Your goal —
Repeat exactly, and only, the lines from the one containing "for (key, value) in iter" through the end of the records.

Material supplied —

┌────────

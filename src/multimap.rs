use core::borrow::Borrow;
use core::fmt;
use core::ops::{BitAnd, BitOr, BitOrAssign, BitXor, Sub, SubAssign};

use alloc::vec::Vec;

use crate::multiset::SortedMultiSet;
use crate::rb_tree::RbTree;
use crate::statistics::Statistical;

/// A sorted key-value collection that keeps duplicate keys.
///
/// Backed by a multi-keyed [`RbTree`]: every [`insert`] adds a new entry even
/// when the key is already present, entries iterate in ascending key order,
/// and ordinal access is O(log n). Values are optional: an entry may carry a
/// key with no payload.
///
/// The set algebra (`|`, `&`, `-`, `^` and the named methods) compares
/// entries by **key only**; where both sides contribute an equal key, the
/// left operand's entry wins.
///
/// [`insert`]: SortedMultiMap::insert
///
/// # Examples
///
/// ```
/// use scarlet_tree::SortedMultiMap;
///
/// let mut scores = SortedMultiMap::new();
/// scores.insert("alice", 10);
/// scores.insert("alice", 12);
/// scores.insert("bob", 7);
///
/// assert_eq!(scores.len(), 3);
/// assert_eq!(scores.search(&["alice"]).len(), 2);
/// assert_eq!(scores.values(), [10, 12, 7]);
/// ```
pub struct SortedMultiMap<K, V> {
    tree: RbTree<K, V>,
}

impl<K, V> SortedMultiMap<K, V> {
    /// Creates an empty multimap.
    #[must_use]
    pub fn new() -> Self {
        Self { tree: RbTree::multi() }
    }

    /// The number of entries, duplicate keys counted.
    #[must_use]
    pub const fn len(&self) -> usize {
        self.tree.len()
    }

    /// `true` if the multimap holds no entries.
    #[must_use]
    pub const fn is_empty(&self) -> bool {
        self.tree.is_empty()
    }

    /// Removes every entry.
    pub fn clear(&mut self) {
        self.tree.clear();
    }
}

impl<K: Ord + Clone, V: Clone> SortedMultiMap<K, V> {
    /// Adds an entry. A duplicate key never overwrites; the new entry sits
    /// beside the existing ones; use [`set`](SortedMultiMap::set) to
    /// overwrite.
    ///
    /// # Complexity
    ///
    /// O(log n)
    pub fn insert(&mut self, key: K, value: V) {
        self.tree.insert(key, Some(value));
    }

    /// The payload of the first entry matching `key` on the search path, or
    /// `None` if the key is absent or the entry carries no payload.
    pub fn get<Q>(&self, key: &Q) -> Option<V>
    where
        K: Borrow<Q>,
        Q: ?Sized + Ord,
    {
        self.tree.find(key)
    }

    /// Upsert: assigns `value` to **every** entry with this key, or inserts a
    /// fresh entry when the key is absent.
    ///
    /// # Examples
    ///
    /// ```
    /// use scarlet_tree::SortedMultiMap;
    ///
    /// let mut map = SortedMultiMap::new();
    /// map.insert("k", 1);
    /// map.insert("k", 2);
    /// map.set("k", Some(9));
    /// assert_eq!(map.to_vec(), [("k", Some(9)), ("k", Some(9))]);
    /// map.set("fresh", Some(3));
    /// assert_eq!(map.len(), 3);
    /// ```
    ///
    /// # Complexity
    ///
    /// O(n) when the key is present, since every instance is updated.
    pub fn set(&mut self, key: K, value: Option<V>) {
        if self.tree.rank_of(&key).is_some() {
            self.tree.update_value(&key, value);
        } else {
            self.tree.insert(key, value);
        }
    }

    /// Removes **every** entry whose key matches any of `keys`.
    pub fn remove(&mut self, keys: &[K]) {
        self.tree.remove_all(keys);
    }

    /// Removes a single entry for `key` and returns its payload. `None` if
    /// the key is absent (a removed entry with no payload also yields
    /// `None`).
    pub fn remove_one<Q>(&mut self, key: &Q) -> Option<V>
    where
        K: Borrow<Q>,
        Q: ?Sized + Ord,
    {
        self.tree.remove_one(key)
    }

    /// `true` if **every** listed key is present. An empty list returns
    /// `false`.
    #[must_use]
    pub fn contains(&self, keys: &[K]) -> bool {
        !keys.is_empty() && keys.iter().all(|key| self.tree.rank_of(key).is_some())
    }

    /// The copied entry at zero-based key-sorted position `ordinal`.
    ///
    /// # Panics
    ///
    /// Panics if `ordinal >= len()`.
    #[must_use]
    pub fn select(&self, ordinal: usize) -> (K, Option<V>) {
        self.tree.select(ordinal)
    }

    /// The rank of the first entry matched while searching for `key`, or
    /// `None` if absent.
    pub fn index_of<Q>(&self, key: &Q) -> Option<usize>
    where
        K: Borrow<Q>,
        Q: ?Sized + Ord,
    {
        self.tree.rank_of(key)
    }

    /// Every key as a [`SortedMultiSet`], duplicates included.
    #[must_use]
    pub fn keys(&self) -> SortedMultiSet<K> {
        self.tree.to_vec().into_iter().map(|(key, _)| key).collect()
    }

    /// Every present payload, in key order. Entries without a payload are
    /// skipped.
    #[must_use]
    pub fn values(&self) -> Vec<V> {
        self.tree.to_vec().into_iter().filter_map(|(_, value)| value).collect()
    }

    /// All entries whose key matches any of `keys`, as a new multimap.
    ///
    /// # Examples
    ///
    /// ```
    /// use scarlet_tree::SortedMultiMap;
    ///
    /// let map: SortedMultiMap<&str, i32> = [("a", 1), ("a", 2), ("b", 3)].into();
    /// let hits = map.search(&["a"]);
    /// assert_eq!(hits.to_vec(), [("a", Some(1)), ("a", Some(2))]);
    /// ```
    ///
    /// # Complexity
    ///
    /// O(n); duplicate keys may sit anywhere in the tree.
    #[must_use]
    pub fn search(&self, keys: &[K]) -> Self {
        let mut hits = Self::new();
        for (key, value) in self.tree.to_vec() {
            if keys.contains(&key) {
                hits.tree.insert(key, value);
            }
        }
        hits
    }

    /// All entries in ascending key order, copied out.
    #[must_use]
    pub fn to_vec(&self) -> Vec<(K, Option<V>)> {
        self.tree.to_vec()
    }

    /// The union by key, multiplicities merged like
    /// [`SortedMultiSet::union`]. Where both sides contribute an equal key,
    /// the entry comes from `self`.
    #[must_use]
    pub fn union(&self, other: &Self) -> Self {
        let (left, right) = (self.to_vec(), other.to_vec());
        let (mut i, mut j) = (0, 0);
        let mut merged = Self::new();
        while i < left.len() && j < right.len() {
            match left[i].0.cmp(&right[j].0) {
                core::cmp::Ordering::Less => {
                    let (key, value) = left[i].clone();
                    merged.tree.insert(key, value);
                    i += 1;
                }
                core::cmp::Ordering::Greater => {
                    let (key, value) = right[j].clone();
                    merged.tree.insert(key, value);
                    j += 1;
                }
                core::cmp::Ordering::Equal => {
                    let (key, value) = left[i].clone();
                    merged.tree.insert(key, value);
                    i += 1;
                    j += 1;
                }
            }
        }
        for (key, value) in left[i..].iter().chain(&right[j..]).cloned() {
            merged.tree.insert(key, value);
        }
        merged
    }

    /// The intersection by key, keeping `self`'s entries.
    #[must_use]
    pub fn intersect(&self, other: &Self) -> Self {
        let (left, right) = (self.to_vec(), other.to_vec());
        let (mut i, mut j) = (0, 0);
        let mut shared = Self::new();
        while i < left.len() && j < right.len() {
            match left[i].0.cmp(&right[j].0) {
                core::cmp::Ordering::Less => i += 1,
                core::cmp::Ordering::Greater => j += 1,
                core::cmp::Ordering::Equal => {
                    let (key, value) = left[i].clone();
                    shared.tree.insert(key, value);
                    i += 1;
                    j += 1;
                }
            }
        }
        shared
    }

    /// The difference by key: each of `other`'s keys cancels one of `self`'s
    /// entries with that key.
    #[must_use]
    pub fn subtract(&self, other: &Self) -> Self {
        let (left, right) = (self.to_vec(), other.to_vec());
        let (mut i, mut j) = (0, 0);
        let mut rest = Self::new();
        while i < left.len() && j < right.len() {
            match left[i].0.cmp(&right[j].0) {
                core::cmp::Ordering::Less => {
                    let (key, value) = left[i].clone();
                    rest.tree.insert(key, value);
                    i += 1;
                }
                core::cmp::Ordering::Greater => j += 1,
                core::cmp::Ordering::Equal => {
                    i += 1;
                    j += 1;
                }
            }
        }
        for (key, value) in left[i..].iter().cloned() {
            rest.tree.insert(key, value);
        }
        rest
    }

    /// The symmetric difference by key: a key present on both sides is
    /// dropped entirely, with all its entries.
    #[must_use]
    pub fn exclusive_or(&self, other: &Self) -> Self {
        let (left, right) = (self.to_vec(), other.to_vec());
        let (mut i, mut j) = (0, 0);
        let mut unshared = Self::new();
        while i < left.len() && j < right.len() {
            match left[i].0.cmp(&right[j].0) {
                core::cmp::Ordering::Less => {
                    let (key, value) = left[i].clone();
                    unshared.tree.insert(key, value);
                    i += 1;
                }
                core::cmp::Ordering::Greater => {
                    let (key, value) = right[j].clone();
                    unshared.tree.insert(key, value);
                    j += 1;
                }
                core::cmp::Ordering::Equal => {
                    let shared = left[i].0.clone();
                    while i < left.len() && left[i].0 == shared {
                        i += 1;
                    }
                    while j < right.len() && right[j].0 == shared {
                        j += 1;
                    }
                }
            }
        }
        for (key, value) in left[i..].iter().chain(&right[j..]).cloned() {
            unshared.tree.insert(key, value);
        }
        unshared
    }
}

impl<K: Ord + Clone, V: Clone> Statistical for SortedMultiMap<K, V> {
    type Item = K;

    /// Total multiplicity of the given keys.
    fn count_of(&self, items: &[K]) -> usize {
        self.tree.count_of(items)
    }

    #[allow(clippy::cast_precision_loss)]
    fn probability_of(&self, items: &[K]) -> f64 {
        if self.is_empty() {
            0.0
        } else {
            self.count_of(items) as f64 / self.len() as f64
        }
    }
}

impl<K, V> Default for SortedMultiMap<K, V> {
    fn default() -> Self {
        Self::new()
    }
}

impl<K: Clone, V: Clone> Clone for SortedMultiMap<K, V> {
    fn clone(&self) -> Self {
        Self {
            tree: self.tree.clone(),
        }
    }
}

impl<K: Ord + Clone + fmt::Debug, V: Clone + fmt::Debug> fmt::Debug for SortedMultiMap<K, V> {
    fn fmt(&self, f: &mut fmt::Formatter<'_>) -> fmt::Result {
        f.debug_map().entries(self.to_vec()).finish()
    }
}

impl<K: Ord + Clone, V: Clone + PartialEq> PartialEq for SortedMultiMap<K, V> {
    fn eq(&self, other: &Self) -> bool {
        self.len() == other.len() && self.to_vec() == other.to_vec()
    }
}

impl<K: Ord + Clone, V: Clone + Eq> Eq for SortedMultiMap<K, V> {}

impl<K: Ord + Clone, V: Clone> FromIterator<(K, V)> for SortedMultiMap<K, V> {
    fn from_iter<I: IntoIterator<Item = (K, V)>>(iter: I) -> Self {
        let mut map = Self::new();
        map.extend(iter);
        map
    }
}

impl<K: Ord + Clone, V: Clone> Extend<(K, V)> for SortedMultiMap<K, V> {
    fn extend<I: IntoIterator<Item = (K, V)>>(&mut self, iter: I) {
        for (key, value) in iter {
            self.insert(key, value);
        }
    }
}

impl<K: Ord + Clone, V: Clone, const N: usize> From<[(K, V); N]> for SortedMultiMap<K, V> {
    fn from(entries: [(K, V); N]) -> Self {
        entries.into_iter().collect()
    }
}

impl<K: Ord + Clone, V: Clone> BitOr for &SortedMultiMap<K, V> {
    type Output = SortedMultiMap<K, V>;

    fn bitor(self, rhs: Self) -> SortedMultiMap<K, V> {
        self.union(rhs)
    }
}

impl<K: Ord + Clone, V: Clone> BitOrAssign<&Self> for SortedMultiMap<K, V> {
    fn bitor_assign(&mut self, rhs: &Self) {
        *self = self.union(rhs);
    }
}

impl<K: Ord + Clone, V: Clone> BitAnd for &SortedMultiMap<K, V> {
    type Output = SortedMultiMap<K, V>;

    fn bitand(self, rhs: Self) -> SortedMultiMap<K, V> {
        self.intersect(rhs)
    }
}

impl<K: Ord + Clone, V: Clone> Sub for &SortedMultiMap<K, V> {
    type Output = SortedMultiMap<K, V>;

    fn sub(self, rhs: Self) -> SortedMultiMap<K, V> {
        self.subtract(rhs)
    }
}

impl<K: Ord + Clone, V: Clone> SubAssign<&Self> for SortedMultiMap<K, V> {
    fn sub_assign(&mut self, rhs: &Self) {
        *self = self.subtract(rhs);
    }
}

impl<K: Ord + Clone, V: Clone> BitXor for &SortedMultiMap<K, V> {
    type Output = SortedMultiMap<K, V>;

    fn bitxor(self, rhs: Self) -> SortedMultiMap<K, V> {
        self.exclusive_or(rhs)
    }
}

└────────

Completed exercise —
        for (key, value) in iter {
            self.insert(key, value);
        }
    }
}

impl<K: Ord + Clone, V: Clone, const N: usize> From<[(K, V); N]> for SortedMultiMap<K, V> {
    fn from(entries: [(K, V); N]) -> Self {
        entries.into_iter().collect()
    }
}

impl<K: Ord + Clone, V: Clone> BitOr for &SortedMultiMap<K, V> {
    type Output = SortedMultiMap<K, V>;

    fn bitor(self, rhs: Self) -> SortedMultiMap<K, V> {
        self.union(rhs)
    }
}

impl<K: Ord + Clone, V: Clone> BitOrAssign<&Self> for SortedMultiMap<K, V> {
    fn bitor_assign(&mut self, rhs: &Self) {
        *self = self.union(rhs);
    }
}

impl<K: Ord + Clone, V: Clone> BitAnd for &SortedMultiMap<K, V> {
    type Output = SortedMultiMap<K, V>;

    fn bitand(self, rhs: Self) -> SortedMultiMap<K, V> {
        self.intersect(rhs)
    }
}

impl<K: Ord + Clone, V: Clone> Sub for &SortedMultiMap<K, V> {
    type Output = SortedMultiMap<K, V>;

    fn sub(self, rhs: Self) -> SortedMultiMap<K, V> {
        self.subtract(rhs)
    }
}

impl<K: Ord + Clone, V: Clone> SubAssign<&Self> for SortedMultiMap<K, V> {
    fn sub_assign(&mut self, rhs: &Self) {
        *self = self.subtract(rhs);
    }
}

impl<K: Ord + Clone, V: Clone> BitXor for &SortedMultiMap<K, V> {
    type Output = SortedMultiMap<K, V>;

    fn bitxor(self, rhs: Self) -> SortedMultiMap<K, V> {
        self.exclusive_or(rhs)
    }
}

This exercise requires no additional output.